* [Task directions]: Please return each record exactly as it stands.

* [Dataset entries]:
use serde::{Deserialize, Serialize};
use std::fmt;
use tracing::{info, warn};

use crate::error::StoreError;
use crate::store::LocalStore;

pub const RISK_PROFILE_KEY: &str = "edgecipher-risk-profile";

#[derive(Debug, Clone, Copy, PartialEq, Eq, Hash, Serialize, Deserialize, Default)]
pub enum RiskProfile {
    Conservative,
    #[default]
    Moderate,
    Aggressive,
}

impl RiskProfile {
    pub const ALL: [RiskProfile; 3] = [
        RiskProfile::Conservative,
        RiskProfile::Moderate,
        RiskProfile::Aggressive,
    ];

    pub fn as_str(&self) -> &'static str {
        match self {
            RiskProfile::Conservative => "Conservative",
            RiskProfile::Moderate => "Moderate",
            RiskProfile::Aggressive => "Aggressive",
        }
    }

    pub fn from_str_loose(s: &str) -> Option<RiskProfile> {
        let s = s.trim().trim_matches('"');
        RiskProfile::ALL
            .into_iter()
            .find(|p| p.as_str().eq_ignore_ascii_case(s))
    }

    pub fn drawdown(&self) -> &'static str {
        match self {
            RiskProfile::Conservative => "5-10%",
            RiskProfile::Moderate => "10-20%",
            RiskProfile::Aggressive => "20%+",
        }
    }

    pub fn risk_per_trade(&self) -> &'static str {
        match self {
            RiskProfile::Conservative => "0.5-1%",
            RiskProfile::Moderate => "1-2%",
            RiskProfile::Aggressive => "2-5%",
        }
    }

    pub fn leverage(&self) -> &'static str {
        match self {
            RiskProfile::Conservative => "1-5x",
            RiskProfile::Moderate => "5-20x",
            RiskProfile::Aggressive => "20x+",
        }
    }

    /// Stored as the bare profile name.
    pub fn load(store: &LocalStore) -> RiskProfile {
        match store.get_raw(RISK_PROFILE_KEY) {
            Ok(Some(raw)) => RiskProfile::from_str_loose(&raw).unwrap_or_else(|| {
                warn!("Unknown risk profile '{}', using default", raw.trim());
                RiskProfile::default()
            }),
            Ok(None) => RiskProfile::default(),
            Err(e) => {
                warn!("Failed to load risk profile: {}", e);
                RiskProfile::default()
            }
        }
    }

    pub fn save(&self, store: &LocalStore) -> Result<(), StoreError> {
        store.set_raw(RISK_PROFILE_KEY, self.as_str())?;
        info!("Your risk profile has been set to {}.", self);
        Ok(())
    }
}

impl fmt::Display for RiskProfile {
    fn fmt(&self, f: &mut fmt::Formatter<'_>) -> fmt::Result {
        write!(f, "{}", self.as_str())
    }
}
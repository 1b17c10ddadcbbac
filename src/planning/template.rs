use tracing::{info, warn};

use crate::error::StoreError;
use crate::planning::TradePlan;
use crate::store::LocalStore;

pub const TEMPLATE_KEY: &str = "edge-cipher-trade-template";

/// Last saved plan, or the default plan when nothing usable is stored.
pub fn load_template(store: &LocalStore) -> TradePlan {
    let plan = match store.get::<TradePlan>(TEMPLATE_KEY) {
        Ok(Some(plan)) => plan,
        Ok(None) => return TradePlan::default(),
        Err(e) => {
            warn!("Trade template unreadable, using defaults: {}", e);
            return TradePlan::default();
        }
    };

    match plan.validate() {
        Ok(()) => plan,
        Err(e) => {
            warn!("Stored trade template is invalid ({}), using defaults", e);
            TradePlan::default()
        }
    }
}

pub fn save_template(store: &LocalStore, plan: &TradePlan) -> Result<(), StoreError> {
    store.set(TEMPLATE_KEY, plan)?;
    info!("Trade template saved for {}", plan.symbol);
    Ok(())
}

* [Your solution]:
use serde::{Deserialize, Serialize};
use std::fmt;
use tracing::{info, warn};

use crate::error::StoreError;
use crate::store::LocalStore;

pub const RISK_PROFILE_KEY: &str = "edgecipher-risk-profile";

#[derive(Debug, Clone, Copy, PartialEq, Eq, Hash, Serialize, Deserialize, Default)]
pub enum RiskProfile {
    Conservative,
    #[default]
    Moderate,
    Aggressive,
}

impl RiskProfile {
    pub const ALL: [RiskProfile; 3] = [
        RiskProfile::Conservative,
        RiskProfile::Moderate,
        RiskProfile::Aggressive,
    ];

    pub fn as_str(&self) -> &'static str {
        match self {
            RiskProfile::Conservative => "Conservative",
            RiskProfile::Moderate => "Moderate",
            RiskProfile::Aggressive => "Aggressive",
        }
    }

    pub fn from_str_loose(s: &str) -> Option<RiskProfile> {
        let s = s.trim().trim_matches('"');
        RiskProfile::ALL
            .into_iter()
            .find(|p| p.as_str().eq_ignore_ascii_case(s))
    }

    pub fn drawdown(&self) -> &'static str {
        match self {
            RiskProfile::Conservative => "5-10%",
            RiskProfile::Moderate => "10-20%",
            RiskProfile::Aggressive => "20%+",
        }
    }

    pub fn risk_per_trade(&self) -> &'static str {
        match self {
            RiskProfile::Conservative => "0.5-1%",
            RiskProfile::Moderate => "1-2%",
            RiskProfile::Aggressive => "2-5%",
        }
    }

    pub fn leverage(&self) -> &'static str {
        match self {
            RiskProfile::Conservative => "1-5x",
            RiskProfile::Moderate => "5-20x",
            RiskProfile::Aggressive => "20x+",
        }
    }

    /// Stored as the bare profile name.
    pub fn load(store: &LocalStore) -> RiskProfile {
        match store.get_raw(RISK_PROFILE_KEY) {
            Ok(Some(raw)) => RiskProfile::from_str_loose(&raw).unwrap_or_else(|| {
                warn!("Unknown risk profile '{}', using default", raw.trim());
                RiskProfile::default()
            }),
            Ok(None) => RiskProfile::default(),
            Err(e) => {
                warn!("Failed to load risk profile: {}", e);
                RiskProfile::default()
            }
        }
    }

    pub fn save(&self, store: &LocalStore) -> Result<(), StoreError> {
        store.set_raw(RISK_PROFILE_KEY, self.as_str())?;
        info!("Your risk profile has been set to {}.", self);
        Ok(())
    }
}

impl fmt::Display for RiskProfile {
    fn fmt(&self, f: &mut fmt::Formatter<'_>) -> fmt::Result {
        write!(f, "{}", self.as_str())
    }
}
repository 1b17c10ddadcbbac
filename src/planning/template.rs
use tracing::{info, warn};

use crate::error::StoreError;
use crate::planning::TradePlan;
use crate::store::LocalStore;

pub const TEMPLATE_KEY: &str = "edge-cipher-trade-template";

/// Last saved plan, or the default plan when nothing usable is stored.
pub fn load_template(store: &LocalStore) -> TradePlan {
    let plan = match store.get::<TradePlan>(TEMPLATE_KEY) {
        Ok(Some(plan)) => plan,
        Ok(None) => return TradePlan::default(),
        Err(e) => {
            warn!("Trade template unreadable, using defaults: {}", e);
            return TradePlan::default();
        }
    };

    match plan.validate() {
        Ok(()) => plan,
        Err(e) => {
            warn!("Stored trade template is invalid ({}), using defaults", e);
            TradePlan::default()
        }
    }
}

pub fn save_template(store: &LocalStore, plan: &TradePlan) -> Result<(), StoreError> {
    store.set(TEMPLATE_KEY, plan)?;
    info!("Trade template saved for {}", plan.symbol);
    Ok(())
}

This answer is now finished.